-------- Entries provided --------
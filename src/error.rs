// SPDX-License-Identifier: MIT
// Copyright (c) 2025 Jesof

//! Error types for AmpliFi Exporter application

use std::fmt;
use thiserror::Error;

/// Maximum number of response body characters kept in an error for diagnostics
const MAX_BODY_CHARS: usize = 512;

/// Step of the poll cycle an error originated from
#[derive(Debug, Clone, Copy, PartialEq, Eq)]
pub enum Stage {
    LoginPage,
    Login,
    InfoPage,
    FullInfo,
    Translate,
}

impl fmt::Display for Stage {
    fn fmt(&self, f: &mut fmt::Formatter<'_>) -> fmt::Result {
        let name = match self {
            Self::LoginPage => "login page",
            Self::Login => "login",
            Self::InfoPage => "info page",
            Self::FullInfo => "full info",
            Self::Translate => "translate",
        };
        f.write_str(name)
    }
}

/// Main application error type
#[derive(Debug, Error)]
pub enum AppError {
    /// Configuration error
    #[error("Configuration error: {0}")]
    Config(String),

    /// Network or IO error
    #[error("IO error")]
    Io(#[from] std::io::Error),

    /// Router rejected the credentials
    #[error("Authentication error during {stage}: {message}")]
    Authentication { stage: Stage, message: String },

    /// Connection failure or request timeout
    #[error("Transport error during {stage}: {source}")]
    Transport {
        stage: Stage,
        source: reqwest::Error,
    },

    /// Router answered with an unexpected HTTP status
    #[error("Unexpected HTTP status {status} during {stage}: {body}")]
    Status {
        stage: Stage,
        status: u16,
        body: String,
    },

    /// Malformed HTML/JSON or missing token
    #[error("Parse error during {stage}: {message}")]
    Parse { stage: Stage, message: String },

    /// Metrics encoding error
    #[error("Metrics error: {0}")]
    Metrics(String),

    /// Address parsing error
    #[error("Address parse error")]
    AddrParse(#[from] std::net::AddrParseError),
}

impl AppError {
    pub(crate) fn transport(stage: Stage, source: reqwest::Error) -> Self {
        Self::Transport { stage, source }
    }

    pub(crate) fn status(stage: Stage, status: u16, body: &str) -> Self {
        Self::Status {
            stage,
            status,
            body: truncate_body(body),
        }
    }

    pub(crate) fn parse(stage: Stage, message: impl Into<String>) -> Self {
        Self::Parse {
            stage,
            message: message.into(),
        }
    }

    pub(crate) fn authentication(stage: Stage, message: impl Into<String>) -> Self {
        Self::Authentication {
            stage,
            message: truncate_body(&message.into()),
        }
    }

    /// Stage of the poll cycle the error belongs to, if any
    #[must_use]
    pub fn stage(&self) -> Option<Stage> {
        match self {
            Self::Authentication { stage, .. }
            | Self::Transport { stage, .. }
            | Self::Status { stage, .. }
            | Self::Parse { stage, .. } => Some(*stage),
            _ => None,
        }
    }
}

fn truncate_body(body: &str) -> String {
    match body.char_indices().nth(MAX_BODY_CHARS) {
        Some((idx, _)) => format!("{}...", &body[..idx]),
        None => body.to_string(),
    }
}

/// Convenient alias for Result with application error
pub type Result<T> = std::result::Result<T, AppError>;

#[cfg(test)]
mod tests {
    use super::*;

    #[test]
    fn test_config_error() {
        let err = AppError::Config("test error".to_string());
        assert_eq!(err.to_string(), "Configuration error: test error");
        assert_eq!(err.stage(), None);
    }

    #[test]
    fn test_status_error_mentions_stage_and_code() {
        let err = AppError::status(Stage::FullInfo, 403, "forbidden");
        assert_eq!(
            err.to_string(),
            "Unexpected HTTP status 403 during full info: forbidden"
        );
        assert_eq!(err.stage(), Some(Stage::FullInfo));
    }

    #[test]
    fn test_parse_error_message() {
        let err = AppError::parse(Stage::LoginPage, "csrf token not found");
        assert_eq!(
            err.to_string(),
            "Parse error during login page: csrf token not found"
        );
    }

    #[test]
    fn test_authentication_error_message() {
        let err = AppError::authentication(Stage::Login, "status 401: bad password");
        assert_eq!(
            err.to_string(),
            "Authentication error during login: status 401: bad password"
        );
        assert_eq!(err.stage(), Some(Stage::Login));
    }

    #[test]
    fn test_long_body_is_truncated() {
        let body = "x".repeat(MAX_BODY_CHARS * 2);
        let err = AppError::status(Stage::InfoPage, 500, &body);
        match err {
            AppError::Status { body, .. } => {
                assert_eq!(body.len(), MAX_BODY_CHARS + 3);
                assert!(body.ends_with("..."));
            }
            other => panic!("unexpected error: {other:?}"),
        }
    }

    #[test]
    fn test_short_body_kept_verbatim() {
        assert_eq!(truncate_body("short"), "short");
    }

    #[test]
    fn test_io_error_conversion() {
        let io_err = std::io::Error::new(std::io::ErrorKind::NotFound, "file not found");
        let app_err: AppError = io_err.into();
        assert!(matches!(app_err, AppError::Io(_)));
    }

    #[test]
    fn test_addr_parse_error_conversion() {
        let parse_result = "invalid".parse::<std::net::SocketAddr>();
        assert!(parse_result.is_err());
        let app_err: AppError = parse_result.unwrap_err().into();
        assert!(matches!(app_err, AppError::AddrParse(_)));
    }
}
--------
Exercise aim: Across the records above, return every line that contains the word "Translate".

Task answer:
    Translate,
            Self::Translate => "translate",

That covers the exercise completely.